Game shape the future
Games, it could be argued, are now shaping the future of technology itself. By revolutionising input devices and interfaces, games and gadgets have redefined the user experience. It started with comfortable controllers for consoles, then add-ons like steering wheels, guns and other real-world things you could hold in your hand. Then came gyroscopes and the detection of movement in real time and space with the Wii. Tilt detection in devices like the iPhone/iTouch allow you took at satellite images, tilt the screen and see the landscape tilt into 3D. Guitar Hero and a raft of other applications gave you a near-real experience of playing the guitar or drums. Games input devices became wireless as did the devices. The new Nintendo DSi has the full web page on the top screen and a magnified section on the bottom screen. On graphics, games have led the way, technically and aesthetically, influencing the movies, television and advertising. AI is now largely advanced in the games world. All of this is happening at breakneck speed in a highly competitive market. Where else would young people queue up all night to spend £50 or £300 out of their own pocket on a game or console? How much do you think they spend on traditional learning?

Two can play at that game
A feature of many games is the online dimension, where you can play others, compare scores, download and upload.

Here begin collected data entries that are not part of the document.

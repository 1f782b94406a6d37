//! Probe command implementation.

use std::io::Write;

use crate::cli::args::ProbeArgs;
use crate::error::{Result, ToolrigError};
use crate::probe::CommandProbe;
use crate::resolve::probe_version;
use crate::toolchain::Toolchain;

use super::dispatcher::{Command, CommandResult};

/// The probe command implementation.
pub struct ProbeCommand<'a> {
    toolchain: &'a Toolchain,
    args: ProbeArgs,
}

impl<'a> ProbeCommand<'a> {
    /// Create a new probe command.
    pub fn new(toolchain: &'a Toolchain, args: ProbeArgs) -> Self {
        Self { toolchain, args }
    }
}

impl Command for ProbeCommand<'_> {
    fn execute(&self, out: &mut dyn Write) -> Result<CommandResult> {
        let program = self
            .toolchain
            .search_path()
            .which(&self.args.program)
            .ok_or_else(|| ToolrigError::ToolNotFound {
                tool: self.args.program.clone(),
                versions: Vec::new(),
                attempted: vec![self.args.program.clone()],
            })?;

        let version = probe_version(&CommandProbe::new(self.args.grammar), &program)?;
        writeln!(out, "{}\t{}\t{}", program.display(), version.token(), version)?;
        Ok(CommandResult::success())
    }
}
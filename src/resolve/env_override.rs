//! Explicit executable overrides.
//!
//! An override bypasses version-ordered resolution entirely: if the user
//! names a compiler, that compiler is used. It must still be runnable; an
//! override pointing at nothing executable is a configuration error rather
//! than a silent fallback.

use crate::error::{Result, ToolrigError};
use crate::resolve::path::SearchPath;
use crate::resolve::resolver::{Origin, Resolution};

/// Resolve an override named by `var` with value `value`.
///
/// Returns `Ok(None)` when no override is set.
pub fn resolve_override(
    var: &str,
    value: Option<&str>,
    search_path: &SearchPath,
) -> Result<Option<Resolution>> {
    let Some(value) = value else {
        return Ok(None);
    };

    match search_path.which(value) {
        Some(path) => {
            tracing::debug!("{} overrides to {}", var, path.display());
            Ok(Some(Resolution {
                path,
                origin: Origin::Override(var.to_string()),
            }))
        }
        None => Err(ToolrigError::Configuration {
            var: var.to_string(),
            value: value.to_string(),
        }),
    }
}
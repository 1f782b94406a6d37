//! Removing leading path components from an extracted tree.

use crate::provision::merge::merge_tree;
use std::fs;
use std::io;
use std::path::{Component, Path, PathBuf};

fn normalize_prefix(prefix: &str) -> PathBuf {
    Path::new(prefix)
        .components()
        .filter(|c| matches!(c, Component::Normal(_)))
        .collect()
}

/// Move extracted content `levels` directories up inside `root`.
///
/// Without a restriction the first `levels` components of `first_member`
/// form the single prefix to lift. With a restriction every prefix is lifted
/// to its own path minus the first `levels` components. The top-level entry
/// of `first_member` is then deleted.
pub fn strip_levels(
    root: &Path,
    first_member: &Path,
    restrict: &[String],
    levels: usize,
) -> io::Result<()> {
    if levels == 0 {
        return Ok(());
    }

    let prefixes: Vec<PathBuf> = if restrict.is_empty() {
        vec![first_member.components().take(levels).collect()]
    } else {
        restrict.iter().map(|p| normalize_prefix(p)).collect()
    };

    for prefix in &prefixes {
        let from = root.join(prefix);
        if !from.is_dir() {
            tracing::debug!("nothing to strip under {}", from.display());
            continue;
        }
        let lifted: PathBuf = prefix.components().skip(levels).collect();
        let to = root.join(lifted);
        tracing::debug!("lifting {} to {}", from.display(), to.display());
        merge_tree(&from, &to)?;
    }

    if let Some(top) = first_member.components().next() {
        let top = root.join(top);
        match fs::symlink_metadata(&top) {
            Ok(meta) if meta.is_dir() => fs::remove_dir_all(&top)?,
            Ok(_) => fs::remove_file(&top)?,
            Err(_) => {}
        }
    }

    Ok(())
}
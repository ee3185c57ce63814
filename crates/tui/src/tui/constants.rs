use std::time::Duration;

pub(crate) const APP_VERSION: &str = env!("CARGO_PKG_VERSION");
pub(crate) const TICK_RATE: Duration = Duration::from_millis(200);

pub(crate) const STATUS_ENTER_ADD: &str = "Add a new task — Enter to save • Esc to cancel";
pub(crate) const STATUS_ENTER_EDIT: &str = "Edit task — Enter to save • Esc to cancel";
pub(crate) const STATUS_HELP: &str = "Keyboard reference — Enter/Esc to close";
pub(crate) const STATUS_CONFIRM_DELETE: &str =
    "Confirm deletion — arrows choose, Enter confirms, Esc cancels";
pub(crate) const STATUS_EMPTY_DRAFT: &str = "Enter some text first";
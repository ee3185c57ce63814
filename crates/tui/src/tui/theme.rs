use ratatui::style::Color;

use crate::model::Theme;

/// Terminal palettes for the two themes. The active theme picks the palette
/// that paints the whole frame — the terminal equivalent of restyling the
/// document root.
#[derive(Debug, Clone, Copy)]
pub(crate) struct Palette {
    pub(crate) bg_base: Color,
    pub(crate) bg_panel: Color,
    pub(crate) bg_accent: Color,
    pub(crate) text: Color,
    pub(crate) text_muted: Color,
    pub(crate) text_done: Color,
    pub(crate) accent: Color,
    pub(crate) star: Color,
    pub(crate) star_idle: Color,
    pub(crate) danger: Color,
    pub(crate) border: Color,
}

impl Palette {
    pub(crate) fn for_theme(theme: Theme) -> Self {
        match theme {
            Theme::Dark => Self {
                bg_base: Color::Rgb(14, 17, 23),
                bg_panel: Color::Rgb(22, 26, 34),
                bg_accent: Color::Rgb(32, 37, 47),
                text: Color::Rgb(224, 228, 235),
                text_muted: Color::Rgb(128, 138, 152),
                text_done: Color::Rgb(98, 106, 120),
                accent: Color::Rgb(120, 161, 255),
                star: Color::Rgb(235, 200, 80),
                star_idle: Color::Rgb(90, 98, 112),
                danger: Color::Rgb(224, 94, 94),
                border: Color::Rgb(60, 68, 82),
            },
            Theme::Light => Self {
                bg_base: Color::Rgb(238, 241, 246),
                bg_panel: Color::Rgb(250, 251, 253),
                bg_accent: Color::Rgb(221, 227, 239),
                text: Color::Rgb(28, 32, 40),
                text_muted: Color::Rgb(118, 126, 140),
                text_done: Color::Rgb(154, 160, 172),
                accent: Color::Rgb(42, 92, 220),
                star: Color::Rgb(198, 150, 16),
                star_idle: Color::Rgb(168, 176, 190),
                danger: Color::Rgb(192, 48, 48),
                border: Color::Rgb(176, 184, 198),
            },
        }
    }
}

My two teenage boys are quite comfortable in chatting with guys from the US “Hey dude, what’s it like in England?” using VOIP before proceeding to massacre each other online. Guitar Hero allows four mates to form a band and online gaming involves cohorts of thousands, even millions. World of Warcraft has become a global phenomenon and don’t forget Disney’s Penguin Club and dozens of other successful online gaming environments. Games have come to define web 3.0.

Social gaming
Social networking has also embraced viral casual games. Facebook is fast becoming a games platform, a good example being Caspian’s Christmas Game, where the viral nature of the game and presents sent, has given it real viral qualities. Forget Christmas cards, send someone an online present. Social gaming is getting very BIG, very fast.

Mobile gaming
Games are a vital component in devices such as iPOD touch, where the cleverness of its tilt technology allows new forms of gaming. This has become the way in which the device is marketed. Although mobiles have different operating systems, screen sizes and capabilities, almost all mobiles have Java, which turns them into little computers. Downloaded games is therefore big business. The iPhone and Google’s Android are creating whole new game markets as they’ve encouraged external developers to create content. Mobile games are HUGE.

Mind games
The name of the game should now be mind games, where you play to learn. It’s the antithesis of all that page turning stuff and, as Caspian have shown, be superior in terms of learning outcomes. Many of the basic problems in numeracy and other subjects and skills could be alleviated by the simple introduction of games into learning. The research by Derek Roberson, now peer reviewed and published is very clear – it works. Just sprinkle a little of the magic dust of games into learning and you solve the root cause problem in numeracy – motivation. Games are pushing the boundaries on technology, interfaces, software, leisure, movies and interaction. Education and training is now fair game.

3 comments:

Dick Moore said...

Some examples of games, avitars and mobile devices that hit me this week.

1. Mobile GPS game anouncment on utube for the google phone http://www.youtube.com/watch?v=Rq53q1Fa0aQ

2. XBOX gets Avatar interface and revamp http://tinyurl.com/6hfyr9

3. learndirect gets a good review in the Guardian for its on-line family game http://www.guardian.co.uk/technology/gamesblog/2008/nov/10/gameculture

There can be no doubt that a games aproach can motivte learning..

All we need now is the Rocket application to reduce the cost :-)

Andy Tedd said...

As 'digital natives' gradually become the workforce then companies who have been doing this for ages like Imparta and young upstarts like Caspian :-P will really start to come of age.

Alex Reeve said...

Did you hear that e-learning sims got a mention on Andrew Marr’s Start The Week show on Monday? Richard Susskind (IT Adviser to the Lord Chief Justice) was explaining how technology will transform the legal profession through the automation of routine tasks. Asked how junior lawyers will gain the experience they need to become experts if they don’t have simple tasks to cut their teeth on, he answered: ‘emerging e-learning technologies…immersing oneself in practical real-life problems through simulations.’ Funnily (and sadly predictable, given all the dull e-learning courses out there) he qualified his answer by saying he realised most people would find the prospect of more e-learning ‘not compelling’….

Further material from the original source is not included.